A partially evergreen, or, in hard winters, deciduous shrub 15 ft high in the open, still more on walls and in favoured places; of rather open, gaunt habit; stems angular, covered with a tawny, loose felt. Leaves lance-shaped, ordinarily 5 to 8 in. long, about one-fourth as wide (occasionally considerably larger), tapered at both ends, but more gradually towards the point; round-toothed, dark green and wrinkled but not downy above, covered beneath with a tawny felt; stalk 1⁄4 in. or less long. Flowers fragrant, bright yellow, produced in June in balls 3⁄4 in. diameter, eight or ten of these globose heads are arranged in a terminal panicle in opposite pairs, each on a stalk 1 to 11⁄2 in. long; the whole panicle 6 to 8 in. long.
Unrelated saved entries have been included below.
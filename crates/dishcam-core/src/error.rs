//! dishcam 핵심 에러 타입.
//!
//! 모든 어댑터 crate는 외부 에러를 `map_err`로 `CoreError`에 매핑한다.
//! 중복 캡처, 분석 실패, 업로드 실패는 에러가 아니라 정상 분기로 다룬다
//! (`GateVerdict::Duplicate`, 폴백 문자열, `UploadOutcome`).

use thiserror::Error;

/// 코어 레이어 에러.
#[derive(Debug, Error)]
pub enum CoreError {
    /// 카메라 장치를 열 수 없음 (시작 시 치명적)
    #[error("카메라 장치 사용 불가 — {device}: {reason}")]
    DeviceUnavailable {
        /// 장치 식별자 (예: "/dev/video0")
        device: String,
        /// 실패 사유
        reason: String,
    },

    /// 프레임 읽기 실패 (일시적, 루프는 계속)
    #[error("프레임 사용 불가: {0}")]
    FrameUnavailable(String),

    /// JSON 직렬화/역직렬화 실패
    #[error("직렬화 에러: {0}")]
    Serialization(#[from] serde_json::Error),

    /// 설정값 오류
    #[error("설정 에러: {0}")]
    Config(String),

    /// 필드 유효성 검증 실패
    #[error("유효성 검증 실패 — {field}: {message}")]
    Validation {
        /// 검증 실패한 필드명
        field: String,
        /// 실패 사유
        message: String,
    },

    /// 필수 시크릿(환경변수) 누락
    #[error("필수 환경변수 누락: {0}")]
    MissingSecret(String),

    /// 이미지 인코딩 실패
    #[error("이미지 인코딩 에러: {0}")]
    Encoding(String),

    /// 네트워크 에러 (연결 실패, 타임아웃, 비정상 응답)
    #[error("네트워크 에러: {0}")]
    Network(String),

    /// 내부 에러 (예상치 못한 상황)
    #[error("내부 에러: {0}")]
    Internal(String),

    /// I/O 에러
    #[error("I/O 에러: {0}")]
    Io(#[from] std::io::Error),
}

#[cfg(test)]
mod tests {
    use super::*;

    #[test]
    fn device_unavailable_message_names_device() {
        let err = CoreError::DeviceUnavailable {
            device: "/dev/video0".to_string(),
            reason: "ffmpeg 실행 실패".to_string(),
        };
        let msg = err.to_string();
        assert!(msg.contains("/dev/video0"));
        assert!(msg.contains("ffmpeg 실행 실패"));
    }

    #[test]
    fn io_error_converts() {
        let io = std::io::Error::new(std::io::ErrorKind::NotFound, "gone");
        let err: CoreError = io.into();
        assert!(matches!(err, CoreError::Io(_)));
    }
}
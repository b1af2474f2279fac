//! 캡처 사진 파일 저장소.
//!
//! JPEG 사진을 설정된 디렉토리에 저장/조회/삭제한다.
//! 파일명: `captured_<timestamp>[_<orderCode>]_<label>.jpg`
//!
//! 같은 이름이 이미 있으면 타임스탬프 뒤에 `-N`을 붙인다. 같은 초에 찍힌
//! 중복 사진을 지울 때 앞서 저장된(업로드 중일 수 있는) 사진을 덮어쓰거나
//! 지우지 않기 위함이다.

use chrono::{DateTime, Local};
use dishcam_core::config::StorageConfig;
use dishcam_core::error::CoreError;
use std::fmt::Write as _;
use std::io::ErrorKind;
use std::path::{Path, PathBuf};
use tokio::fs;
use tokio::io::{AsyncWrite, AsyncWriteExt};
use tracing::{debug, info, warn};

/// 같은 이름 충돌 시 시도할 최대 접미사
const MAX_NAME_COLLISIONS: u32 = 1000;

/// 파일명에 쓸 수 없는 문자
const UNSAFE_CHARS: &[char] = &['/', '\\', ':', '*', '?', '"', '<', '>', '|'];

/// 주문 번호를 파일명에 안전한 형태로 변환.
///
/// 앞뒤 공백 제거 후 공백/경로 문자를 `_`로 바꾸고 제어 문자는 버린다.
/// 결과가 비면 `None`.
pub fn sanitize_order_code(code: &str) -> Option<String> {
    let safe: String = code
        .trim()
        .chars()
        .filter(|c| !c.is_control())
        .map(|c| {
            if c.is_whitespace() || UNSAFE_CHARS.contains(&c) {
                '_'
            } else {
                c
            }
        })
        .collect();

    (!safe.is_empty()).then_some(safe)
}

/// 파일명용 타임스탬프 (콜론·경로 구분자·공백 치환)
pub fn filename_timestamp(timestamp: &DateTime<Local>, format: &str) -> String {
    let mut out = String::new();
    if write!(out, "{}", timestamp.format(format)).is_err() {
        out.clear();
        let _ = write!(out, "{}", timestamp.format("%Y%m%d_%H%M%S"));
    }
    out.chars()
        .map(|c| match c {
            ':' | '/' | '\\' => '-',
            ',' => '_',
            c if c.is_whitespace() => '_',
            c => c,
        })
        .collect::<String>()
        .replace("__", "_")
}

/// 캡처 사진 파일 저장소
#[derive(Debug, Clone)]
pub struct PhotoStorage {
    photo_dir: PathBuf,
    label: String,
    timestamp_format: String,
}

impl PhotoStorage {
    /// 저장소 생성 (디렉토리가 없으면 만든다)
    pub async fn new(config: &StorageConfig) -> Result<Self, CoreError> {
        fs::create_dir_all(&config.photo_dir).await.map_err(|e| {
            CoreError::Config(format!(
                "사진 디렉토리 생성 실패: {}: {e}",
                config.photo_dir.display()
            ))
        })?;

        info!("사진 저장소 초기화: {}", config.photo_dir.display());

        Ok(Self {
            photo_dir: config.photo_dir.clone(),
            label: config.label.clone(),
            timestamp_format: config.filename_timestamp_format.clone(),
        })
    }

    /// 사진 디렉토리
    pub fn photo_dir(&self) -> &Path {
        &self.photo_dir
    }

    /// 파일명 생성 (`collision`이 0보다 크면 타임스탬프 뒤에 `-N`)
    pub fn file_name(
        &self,
        timestamp: &DateTime<Local>,
        order_code: Option<&str>,
        collision: u32,
    ) -> String {
        let mut name = format!(
            "captured_{}",
            filename_timestamp(timestamp, &self.timestamp_format)
        );
        if collision > 0 {
            let _ = write!(name, "-{collision}");
        }
        if let Some(code) = order_code.and_then(sanitize_order_code) {
            let _ = write!(name, "_{code}");
        }
        let _ = write!(name, "_{}.jpg", self.label);
        name
    }

    /// JPEG 저장. 기존 파일을 덮어쓰지 않으며 실제 저장 경로를 반환한다.
    pub async fn save(
        &self,
        timestamp: &DateTime<Local>,
        order_code: Option<&str>,
        jpeg: &[u8],
    ) -> Result<PathBuf, CoreError> {
        for collision in 0..MAX_NAME_COLLISIONS {
            let path = self
                .photo_dir
                .join(self.file_name(timestamp, order_code, collision));

            let mut file = match fs::OpenOptions::new()
                .write(true)
                .create_new(true)
                .open(&path)
                .await
            {
                Ok(file) => file,
                Err(e) if e.kind() == ErrorKind::AlreadyExists => continue,
                Err(e) => {
                    return Err(CoreError::Io(std::io::Error::new(
                        e.kind(),
                        format!("사진 파일 생성 실패: {}: {e}", path.display()),
                    )))
                }
            };

            write_or_discard(&path, &mut file, jpeg).await?;

            debug!("사진 저장: {} ({} bytes)", path.display(), jpeg.len());
            return Ok(path);
        }

        Err(CoreError::Internal(format!(
            "사용 가능한 파일명 없음 ({MAX_NAME_COLLISIONS}회 충돌)"
        )))
    }

    /// 저장된 사진 바이트 읽기
    pub async fn read(&self, path: &Path) -> Result<Vec<u8>, CoreError> {
        Ok(fs::read(path).await?)
    }

    /// 사진 삭제 (이미 없으면 성공으로 취급)
    pub async fn remove(&self, path: &Path) -> Result<(), CoreError> {
        match fs::remove_file(path).await {
            Ok(()) => {
                debug!("사진 삭제: {}", path.display());
                Ok(())
            }
            Err(e) if e.kind() == ErrorKind::NotFound => Ok(()),
            Err(e) => Err(e.into()),
        }
    }
}

/// 바이트 기록. 실패하면 만들다 만 파일을 지우고 에러를 돌려준다.
async fn write_or_discard<W>(path: &Path, writer: &mut W, jpeg: &[u8]) -> Result<(), CoreError>
where
    W: AsyncWrite + Unpin,
{
    let written = async {
        writer.write_all(jpeg).await?;
        writer.flush().await
    }
    .await;

    if let Err(e) = written {
        if let Err(remove_err) = fs::remove_file(path).await {
            if remove_err.kind() != ErrorKind::NotFound {
                warn!("불완전한 사진 삭제 실패: {}: {remove_err}", path.display());
            }
        }
        return Err(CoreError::Io(std::io::Error::new(
            e.kind(),
            format!("사진 기록 실패: {}: {e}", path.display()),
        )));
    }
    Ok(())
}
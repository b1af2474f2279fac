//! 라이프사이클 관리.
//!
//! 종료 신호(watch 채널)와 OS 시그널 핸들링.
//! 키보드 모드에서는 터미널이 raw 모드라 Ctrl+C가 SIGINT가 되지 않으므로
//! 키 입력 쪽에서 따로 종료 입력으로 바꾼다.

use tokio::sync::watch;
use tracing::{info, warn};

/// 라이프사이클 관리자
pub struct LifecycleManager {
    shutdown_tx: watch::Sender<bool>,
}

impl LifecycleManager {
    /// 새 라이프사이클 관리자 생성
    pub fn new() -> Self {
        let (shutdown_tx, _) = watch::channel(false);
        Self { shutdown_tx }
    }

    /// 종료 수신기
    pub fn subscribe(&self) -> watch::Receiver<bool> {
        self.shutdown_tx.subscribe()
    }

    /// 종료 신호 발송
    pub fn shutdown(&self) {
        info!("종료 신호 발송");
        self.shutdown_tx.send_replace(true);
    }

    /// OS 시그널 대기 (SIGINT, SIGTERM) 후 종료 신호 발송.
    ///
    /// 핸들러 등록에 실패하면 경고만 남기고 신호를 보내지 않는다.
    pub async fn wait_for_signal(&self) {
        #[cfg(unix)]
        {
            use tokio::signal::unix::{signal, SignalKind};

            let (mut sigint, mut sigterm) =
                match (signal(SignalKind::interrupt()), signal(SignalKind::terminate())) {
                    (Ok(sigint), Ok(sigterm)) => (sigint, sigterm),
                    (Err(e), _) | (_, Err(e)) => {
                        warn!("시그널 핸들러 등록 실패: {e}");
                        return;
                    }
                };

            tokio::select! {
                _ = sigint.recv() => info!("SIGINT 수신"),
                _ = sigterm.recv() => info!("SIGTERM 수신"),
            }
        }

        #[cfg(not(unix))]
        {
            if let Err(e) = tokio::signal::ctrl_c().await {
                warn!("Ctrl+C 핸들러 등록 실패: {e}");
                return;
            }
            info!("Ctrl+C 수신");
        }

        self.shutdown();
    }
}

impl Default for LifecycleManager {
    fn default() -> Self {
        Self::new()
    }
}

#[cfg(test)]
mod tests {
    use super::*;

    #[test]
    fn lifecycle_starts_running() {
        let lm = LifecycleManager::new();
        let rx = lm.subscribe();
        assert!(!*rx.borrow());
    }

    #[test]
    fn shutdown_reaches_every_subscriber() {
        let lm = LifecycleManager::new();
        let first = lm.subscribe();
        lm.shutdown();
        let late = lm.subscribe();
        assert!(*first.borrow());
        assert!(*late.borrow());
    }
}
Bot. Mag., t. 174.
Native of Chile and Peru; introduced by the firm of Kennedy and Lee in 1774. This singularly handsome and striking shrub is hardy at Kew; only in exceptionally severe winters does it suffer injury. It is distinct among cultivated buddleias in the yellow of its flowers and their arrangement in globular heads.
From the Supplement (Vol. V)
† cv. 'Lemon Ball'. – Later flowering than the common clone, with lemon-yellow flowers. Put into commerce by Messrs. Treseder.
† B. nappii Lorenz – This resembles B. globosa in having the flowers in globose clusters, but these are solitary (not grouped in panicles) and the flowers are not scented. Leaves grey and tomentose above. It occurs in Neuquen province, Argentina, along the Rio Negro and its tributaries, and was introduced by Comber in 1925 as a form of B. globosa. It is hardy at Kew, where it has been grown since 1927.